*** Data shown Section Begins ***

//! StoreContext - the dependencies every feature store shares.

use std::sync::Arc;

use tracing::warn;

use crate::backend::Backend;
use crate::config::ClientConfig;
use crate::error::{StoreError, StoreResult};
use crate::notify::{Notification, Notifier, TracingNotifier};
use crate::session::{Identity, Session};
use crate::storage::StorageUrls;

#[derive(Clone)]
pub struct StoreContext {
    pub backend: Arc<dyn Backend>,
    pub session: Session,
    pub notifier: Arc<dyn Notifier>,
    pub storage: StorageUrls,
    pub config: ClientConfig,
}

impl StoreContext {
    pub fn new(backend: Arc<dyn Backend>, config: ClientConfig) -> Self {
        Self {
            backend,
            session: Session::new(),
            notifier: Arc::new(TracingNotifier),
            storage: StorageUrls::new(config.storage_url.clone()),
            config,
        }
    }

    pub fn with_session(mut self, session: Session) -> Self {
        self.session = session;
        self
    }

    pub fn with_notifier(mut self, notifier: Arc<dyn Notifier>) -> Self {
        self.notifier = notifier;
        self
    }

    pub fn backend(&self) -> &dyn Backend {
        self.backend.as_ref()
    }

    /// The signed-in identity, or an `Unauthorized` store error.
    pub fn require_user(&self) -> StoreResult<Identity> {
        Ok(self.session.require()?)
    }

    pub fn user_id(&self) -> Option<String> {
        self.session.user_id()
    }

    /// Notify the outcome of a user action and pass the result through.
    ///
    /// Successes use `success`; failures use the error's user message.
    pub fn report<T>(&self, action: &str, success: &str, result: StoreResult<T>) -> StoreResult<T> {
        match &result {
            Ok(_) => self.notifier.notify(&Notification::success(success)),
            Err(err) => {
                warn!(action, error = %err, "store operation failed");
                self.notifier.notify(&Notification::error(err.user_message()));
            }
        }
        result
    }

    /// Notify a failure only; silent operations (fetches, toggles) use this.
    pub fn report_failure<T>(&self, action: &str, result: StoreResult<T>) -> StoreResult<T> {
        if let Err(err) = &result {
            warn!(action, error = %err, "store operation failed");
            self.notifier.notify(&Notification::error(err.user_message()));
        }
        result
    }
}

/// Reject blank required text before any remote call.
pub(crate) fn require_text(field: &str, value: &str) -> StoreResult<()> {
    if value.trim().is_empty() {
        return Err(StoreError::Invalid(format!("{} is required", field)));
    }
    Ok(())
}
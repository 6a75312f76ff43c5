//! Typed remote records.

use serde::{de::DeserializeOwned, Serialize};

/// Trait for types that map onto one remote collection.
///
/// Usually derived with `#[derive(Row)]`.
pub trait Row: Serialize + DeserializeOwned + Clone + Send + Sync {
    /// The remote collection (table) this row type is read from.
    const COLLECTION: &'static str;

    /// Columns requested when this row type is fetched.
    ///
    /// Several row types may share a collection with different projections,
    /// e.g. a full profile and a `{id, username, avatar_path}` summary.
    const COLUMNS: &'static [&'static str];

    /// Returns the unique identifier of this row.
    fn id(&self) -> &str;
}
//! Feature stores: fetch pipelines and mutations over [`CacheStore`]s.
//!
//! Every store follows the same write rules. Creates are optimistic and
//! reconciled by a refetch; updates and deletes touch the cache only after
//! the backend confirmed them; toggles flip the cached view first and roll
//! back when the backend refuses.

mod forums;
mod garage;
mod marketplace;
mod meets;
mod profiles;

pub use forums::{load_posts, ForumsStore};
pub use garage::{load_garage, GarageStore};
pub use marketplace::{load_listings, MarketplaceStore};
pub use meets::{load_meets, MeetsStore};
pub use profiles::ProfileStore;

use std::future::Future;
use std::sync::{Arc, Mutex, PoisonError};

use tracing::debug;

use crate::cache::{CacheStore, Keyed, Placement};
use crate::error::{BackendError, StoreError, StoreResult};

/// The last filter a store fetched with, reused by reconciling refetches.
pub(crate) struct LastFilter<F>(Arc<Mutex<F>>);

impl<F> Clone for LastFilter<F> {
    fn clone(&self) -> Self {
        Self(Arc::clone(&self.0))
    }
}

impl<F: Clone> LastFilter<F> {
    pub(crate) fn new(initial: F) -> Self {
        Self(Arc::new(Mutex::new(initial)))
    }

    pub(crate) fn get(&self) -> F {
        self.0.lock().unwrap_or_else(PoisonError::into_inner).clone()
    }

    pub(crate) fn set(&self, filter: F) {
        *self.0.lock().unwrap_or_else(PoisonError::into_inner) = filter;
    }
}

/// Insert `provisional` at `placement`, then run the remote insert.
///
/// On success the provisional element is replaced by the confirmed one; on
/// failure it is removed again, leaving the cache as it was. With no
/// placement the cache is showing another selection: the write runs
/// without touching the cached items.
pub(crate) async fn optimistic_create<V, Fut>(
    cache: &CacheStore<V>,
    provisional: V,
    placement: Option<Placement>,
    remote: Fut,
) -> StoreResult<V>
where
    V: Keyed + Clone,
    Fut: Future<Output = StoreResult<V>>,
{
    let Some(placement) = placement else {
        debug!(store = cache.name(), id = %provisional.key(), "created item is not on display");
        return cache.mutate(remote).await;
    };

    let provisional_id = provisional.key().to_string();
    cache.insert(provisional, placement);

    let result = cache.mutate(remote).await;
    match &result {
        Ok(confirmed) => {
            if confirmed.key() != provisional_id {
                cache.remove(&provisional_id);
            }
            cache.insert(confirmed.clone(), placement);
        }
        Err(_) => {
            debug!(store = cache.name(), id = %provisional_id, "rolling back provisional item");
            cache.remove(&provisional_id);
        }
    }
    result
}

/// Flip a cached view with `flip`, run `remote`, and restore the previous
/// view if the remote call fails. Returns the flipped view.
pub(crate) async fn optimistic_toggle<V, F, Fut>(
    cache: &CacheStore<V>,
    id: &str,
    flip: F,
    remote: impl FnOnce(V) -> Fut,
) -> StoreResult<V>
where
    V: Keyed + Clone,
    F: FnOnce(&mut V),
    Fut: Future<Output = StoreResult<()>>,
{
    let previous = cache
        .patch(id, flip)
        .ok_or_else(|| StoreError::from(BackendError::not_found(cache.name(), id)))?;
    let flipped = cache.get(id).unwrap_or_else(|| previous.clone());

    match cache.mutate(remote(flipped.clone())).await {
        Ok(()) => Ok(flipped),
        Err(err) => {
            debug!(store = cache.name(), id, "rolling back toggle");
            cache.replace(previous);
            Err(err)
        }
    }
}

*** Data shown Section Ends ***

• **Requirement**: Return all of the entries above exactly as they stand.

• **Reply**:
//! StoreContext - the dependencies every feature store shares.

use std::sync::Arc;

use tracing::warn;

use crate::backend::Backend;
use crate::config::ClientConfig;
use crate::error::{StoreError, StoreResult};
use crate::notify::{Notification, Notifier, TracingNotifier};
use crate::session::{Identity, Session};
use crate::storage::StorageUrls;

#[derive(Clone)]
pub struct StoreContext {
    pub backend: Arc<dyn Backend>,
    pub session: Session,
    pub notifier: Arc<dyn Notifier>,
    pub storage: StorageUrls,
    pub config: ClientConfig,
}

impl StoreContext {
    pub fn new(backend: Arc<dyn Backend>, config: ClientConfig) -> Self {
        Self {
            backend,
            session: Session::new(),
            notifier: Arc::new(TracingNotifier),
            storage: StorageUrls::new(config.storage_url.clone()),
            config,
        }
    }

    pub fn with_session(mut self, session: Session) -> Self {
        self.session = session;
        self
    }

    pub fn with_notifier(mut self, notifier: Arc<dyn Notifier>) -> Self {
        self.notifier = notifier;
        self
    }

    pub fn backend(&self) -> &dyn Backend {
        self.backend.as_ref()
    }

    /// The signed-in identity, or an `Unauthorized` store error.
    pub fn require_user(&self) -> StoreResult<Identity> {
        Ok(self.session.require()?)
    }

    pub fn user_id(&self) -> Option<String> {
        self.session.user_id()
    }

    /// Notify the outcome of a user action and pass the result through.
    ///
    /// Successes use `success`; failures use the error's user message.
    pub fn report<T>(&self, action: &str, success: &str, result: StoreResult<T>) -> StoreResult<T> {
        match &result {
            Ok(_) => self.notifier.notify(&Notification::success(success)),
            Err(err) => {
                warn!(action, error = %err, "store operation failed");
                self.notifier.notify(&Notification::error(err.user_message()));
            }
        }
        result
    }

    /// Notify a failure only; silent operations (fetches, toggles) use this.
    pub fn report_failure<T>(&self, action: &str, result: StoreResult<T>) -> StoreResult<T> {
        if let Err(err) = &result {
            warn!(action, error = %err, "store operation failed");
            self.notifier.notify(&Notification::error(err.user_message()));
        }
        result
    }
}

/// Reject blank required text before any remote call.
pub(crate) fn require_text(field: &str, value: &str) -> StoreResult<()> {
    if value.trim().is_empty() {
        return Err(StoreError::Invalid(format!("{} is required", field)));
    }
    Ok(())
}
repository 6a75312f76ff43c5
//! Typed remote records.

use serde::{de::DeserializeOwned, Serialize};

/// Trait for types that map onto one remote collection.
///
/// Usually derived with `#[derive(Row)]`.
pub trait Row: Serialize + DeserializeOwned + Clone + Send + Sync {
    /// The remote collection (table) this row type is read from.
    const COLLECTION: &'static str;

    /// Columns requested when this row type is fetched.
    ///
    /// Several row types may share a collection with different projections,
    /// e.g. a full profile and a `{id, username, avatar_path}` summary.
    const COLUMNS: &'static [&'static str];

    /// Returns the unique identifier of this row.
    fn id(&self) -> &str;
}
//! Feature stores: fetch pipelines and mutations over [`CacheStore`]s.
//!
//! Every store follows the same write rules. Creates are optimistic and
//! reconciled by a refetch; updates and deletes touch the cache only after
//! the backend confirmed them; toggles flip the cached view first and roll
//! back when the backend refuses.

mod forums;
mod garage;
mod marketplace;
mod meets;
mod profiles;

pub use forums::{load_posts, ForumsStore};
pub use garage::{load_garage, GarageStore};
pub use marketplace::{load_listings, MarketplaceStore};
pub use meets::{load_meets, MeetsStore};
pub use profiles::ProfileStore;

use std::future::Future;
use std::sync::{Arc, Mutex, PoisonError};

use tracing::debug;

use crate::cache::{CacheStore, Keyed, Placement};
use crate::error::{BackendError, StoreError, StoreResult};

/// The last filter a store fetched with, reused by reconciling refetches.
pub(crate) struct LastFilter<F>(Arc<Mutex<F>>);

impl<F> Clone for LastFilter<F> {
    fn clone(&self) -> Self {
        Self(Arc::clone(&self.0))
    }
}

impl<F: Clone> LastFilter<F> {
    pub(crate) fn new(initial: F) -> Self {
        Self(Arc::new(Mutex::new(initial)))
    }

    pub(crate) fn get(&self) -> F {
        self.0.lock().unwrap_or_else(PoisonError::into_inner).clone()
    }

    pub(crate) fn set(&self, filter: F) {
        *self.0.lock().unwrap_or_else(PoisonError::into_inner) = filter;
    }
}

/// Insert `provisional` at `placement`, then run the remote insert.
///
/// On success the provisional element is replaced by the confirmed one; on
/// failure it is removed again, leaving the cache as it was. With no
/// placement the cache is showing another selection: the write runs
/// without touching the cached items.
pub(crate) async fn optimistic_create<V, Fut>(
    cache: &CacheStore<V>,
    provisional: V,
    placement: Option<Placement>,
    remote: Fut,
) -> StoreResult<V>
where
    V: Keyed + Clone,
    Fut: Future<Output = StoreResult<V>>,
{
    let Some(placement) = placement else {
        debug!(store = cache.name(), id = %provisional.key(), "created item is not on display");
        return cache.mutate(remote).await;
    };

    let provisional_id = provisional.key().to_string();
    cache.insert(provisional, placement);

    let result = cache.mutate(remote).await;
    match &result {
        Ok(confirmed) => {
            if confirmed.key() != provisional_id {
                cache.remove(&provisional_id);
            }
            cache.insert(confirmed.clone(), placement);
        }
        Err(_) => {
            debug!(store = cache.name(), id = %provisional_id, "rolling back provisional item");
            cache.remove(&provisional_id);
        }
    }
    result
}

/// Flip a cached view with `flip`, run `remote`, and restore the previous
/// view if the remote call fails. Returns the flipped view.
pub(crate) async fn optimistic_toggle<V, F, Fut>(
    cache: &CacheStore<V>,
    id: &str,
    flip: F,
    remote: impl FnOnce(V) -> Fut,
) -> StoreResult<V>
where
    V: Keyed + Clone,
    F: FnOnce(&mut V),
    Fut: Future<Output = StoreResult<()>>,
{
    let previous = cache
        .patch(id, flip)
        .ok_or_else(|| StoreError::from(BackendError::not_found(cache.name(), id)))?;
    let flipped = cache.get(id).unwrap_or_else(|| previous.clone());

    match cache.mutate(remote(flipped.clone())).await {
        Ok(()) => Ok(flipped),
        Err(err) => {
            debug!(store = cache.name(), id, "rolling back toggle");
            cache.replace(previous);
            Err(err)
        }
    }
}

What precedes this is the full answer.